Instead, at the head of the causeway, his people had dragged wooden rubble from all around—thatch from cottage roofs, timbers, fence posts, broken wagons and chairs, a girl’s straw doll—and heaped them all into piles beside the road. This would become a firewall to protect the city from the reaver’s advance, but even a firewall would not hold for more than an hour or two.
Amid this heap of trash, the heads of several huge reavers lay in the rubble, their mouths thrown wide. Borenson recognized the enormous fell mage that had led the first attack on the city, along with the heads of other monsters. Their mouths were filled with philia cut from the bung-holes of dead reavers, so that the scent of moldy garlic wafted over the fields.
Straw lay strewn over the fields at the mouth of the causeway, a sure sign that Chondler’s men had lain down caltrops—wicked bits of sharp metal bolted together in order to puncture the hooves of charging horses.
But would a caltrop harm a reaver? Borenson wondered. He peered hard until he saw a twisted piece of metal rising up through some straw, a blade at least five times larger than a normal caltrop.
Where would he have gotten so much metal? Borenson wondered, and then recalled the tens of thousands of knight gigs and blades that the reavers had lost here a week ago.
Borenson rode toward the city. A few dull rays of dying sun still managed to penetrate the smoke. All along the city wall, people gazed out at the newcomers—men in bright helms; old women with jaws set in determination, their faces framed by graying hair; young boys pale with fear—so many wan faces like scattered leaves cast upon a field of soot.

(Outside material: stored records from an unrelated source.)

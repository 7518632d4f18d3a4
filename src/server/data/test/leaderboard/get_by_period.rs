use super::*;

async fn insert_row(
    db: &DatabaseConnection,
    user_id: i32,
    period: &str,
    xp_earned: i32,
    rank: Option<i32>,
) -> Result<(), DbErr> {
    entity::leaderboard::ActiveModel {
        user_id: ActiveValue::Set(user_id),
        period: ActiveValue::Set(period.to_string()),
        xp_earned: ActiveValue::Set(xp_earned),
        lessons_completed: ActiveValue::Set(0),
        streak_count: ActiveValue::Set(0),
        rank: ActiveValue::Set(rank),
        period_start: ActiveValue::Set(NaiveDate::from_ymd_opt(2026, 3, 2).unwrap()),
        period_end: ActiveValue::Set(NaiveDate::from_ymd_opt(2026, 3, 8).unwrap()),
        updated_at: ActiveValue::Set(Utc::now()),
        ..Default::default()
    }
    .insert(db)
    .await?;

    Ok(())
}

/// Tests reading one leaderboard period.
///
/// Verifies that rows of other periods are excluded and that ranked rows come first
/// in rank order, followed by unranked rows.
///
/// Expected: Ok with rank 1, rank 2, then the unranked row
#[tokio::test]
async fn orders_by_rank_then_xp() -> Result<(), DbErr> {
    let test = TestBuilder::new()
        .with_learning_tables()
        .build()
        .await
        .unwrap();
    let db = test.db.as_ref().unwrap();

    let gold = factory::user::UserFactory::new(db).username("gold").build().await?;
    let silver = factory::user::UserFactory::new(db).username("silver").build().await?;
    let unranked = factory::user::UserFactory::new(db).username("unranked").build().await?;

    insert_row(db, silver.id, "weekly", 300, Some(2)).await?;
    insert_row(db, unranked.id, "weekly", 900, None).await?;
    insert_row(db, gold.id, "weekly", 400, Some(1)).await?;
    insert_row(db, gold.id, "monthly", 1200, Some(1)).await?;

    let entries = LeaderboardRepository::new(db).get_by_period("weekly").await?;
    let names: Vec<&str> = entries.iter().map(|e| e.username.as_str()).collect();

    assert_eq!(names, vec!["gold", "silver", "unranked"]);

    Ok(())
}
use chrono::{DateTime, Utc};
use serde::{Deserialize, Serialize};
use utoipa::ToSchema;

#[derive(Serialize, Deserialize, ToSchema)]
pub struct AchievementDto {
    pub id: i32,
    pub name: String,
    pub description: Option<String>,
    pub icon: Option<String>,
    pub badge_image: Option<String>,
    pub xp_reward: i32,
    pub category: Option<String>,
    pub rarity: String,
    pub earned: bool,
    pub earned_date: Option<DateTime<Utc>>,
}

/// Achievement unlocked by the activity that produced the response.
#[derive(Serialize, Deserialize, ToSchema, Clone)]
pub struct NewAchievementDto {
    pub id: i32,
    pub name: String,
    pub description: Option<String>,
    pub icon: Option<String>,
    pub xp_reward: i32,
    pub rarity: String,
}

#[derive(Serialize, Deserialize, ToSchema)]
pub struct NotificationDto {
    pub id: i32,
    pub achievement: NewAchievementDto,
    pub earned_date: DateTime<Utc>,
}
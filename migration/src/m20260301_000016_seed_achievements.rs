use sea_orm_migration::prelude::*;

use super::m20260301_000011_create_achievement_table::Achievement;

/// (name, description, icon, xp_reward, criteria, category, rarity)
const CATALOGUE: [(&str, &str, &str, i32, &str, &str, &str); 8] = [
    (
        "First Steps",
        "Complete your first lesson",
        "🎯",
        50,
        r#"{"lessons_completed": 1}"#,
        "learning",
        "common",
    ),
    (
        "Speed Learner",
        "Complete 5 lessons",
        "⚡",
        100,
        r#"{"lessons_completed": 5}"#,
        "learning",
        "common",
    ),
    (
        "Math Enthusiast",
        "Complete 20 lessons",
        "🧮",
        250,
        r#"{"lessons_completed": 20}"#,
        "learning",
        "rare",
    ),
    (
        "Vedic Master",
        "Complete all 30 lessons",
        "👑",
        1000,
        r#"{"lessons_completed": 30}"#,
        "learning",
        "legendary",
    ),
    (
        "Streak Master",
        "Maintain a 7-day learning streak",
        "🔥",
        200,
        r#"{"daily_streak": 7}"#,
        "streak",
        "rare",
    ),
    (
        "Dedication",
        "Maintain a 30-day learning streak",
        "💎",
        500,
        r#"{"daily_streak": 30}"#,
        "streak",
        "epic",
    ),
    (
        "Perfect Score",
        "Score 100% on a quiz",
        "⭐",
        100,
        r#"{"perfect_quiz": 1}"#,
        "mastery",
        "common",
    ),
    (
        "Quick Thinker",
        "Solve an exercise in under 30 seconds",
        "🧠",
        150,
        r#"{"quick_solve": 30}"#,
        "speed",
        "rare",
    ),
];

#[derive(DeriveMigrationName)]
pub struct Migration;

#[async_trait::async_trait]
impl MigrationTrait for Migration {
    async fn up(&self, manager: &SchemaManager) -> Result<(), DbErr> {
        let mut insert = Query::insert();
        insert.into_table(Achievement::Table).columns([
            Achievement::Name,
            Achievement::Description,
            Achievement::Icon,
            Achievement::XpReward,
            Achievement::Criteria,
            Achievement::Category,
            Achievement::Rarity,
            Achievement::IsHidden,
        ]);

        for (name, description, icon, xp_reward, criteria, category, rarity) in CATALOGUE {
            insert.values_panic([
                name.into(),
                description.into(),
                icon.into(),
                xp_reward.into(),
                criteria.into(),
                category.into(),
                rarity.into(),
                false.into(),
            ]);
        }

        manager.exec_stmt(insert).await
    }

    async fn down(&self, manager: &SchemaManager) -> Result<(), DbErr> {
        let names: Vec<&str> = CATALOGUE.iter().map(|entry| entry.0).collect();

        manager
            .exec_stmt(
                Query::delete()
                    .from_table(Achievement::Table)
                    .and_where(Expr::col(Achievement::Name).is_in(names))
                    .to_owned(),
            )
            .await
    }
}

The castle gates were still down, along with some of the towers, but the rubble had been shifted, forming barricades of stone that bristled with reaver blades all along the causeway. Such barricades were not meant to stop reavers, only to slow them so that archers and artillerymen could have time to take aim.
Wooden platforms had been set along the wallwalks, and rafts floated in the lake, and on these and on the towers sat an array of ballistas and catapults that perhaps had not been matched in all of Rofehavan’s history. In the lee of each artillery piece crouched a pair of archers from Heredon with bows of spring steel. Farther back, those who had not steel bows were armed with Indhopal’s horn bows. And archers with longbows perched along the castle walls.
“Look at that!” Myrrima said. “Chondler must have gathered artillery from every castle within a hundred miles.”
“Two hundred,” Sarka Kaul said, “though little good it will do him.”
Borenson’s heart was full of foreboding.
Why did Gaborn tell his people to gather here? Borenson wondered. The city had not fared well in the first attack. Only a miracle had saved it. Only the Earth King, summoning a world worm in its defense, had managed to free the city. The mound of dirt around the worm’s hole still rose up like a crater, several hundred yards to the north.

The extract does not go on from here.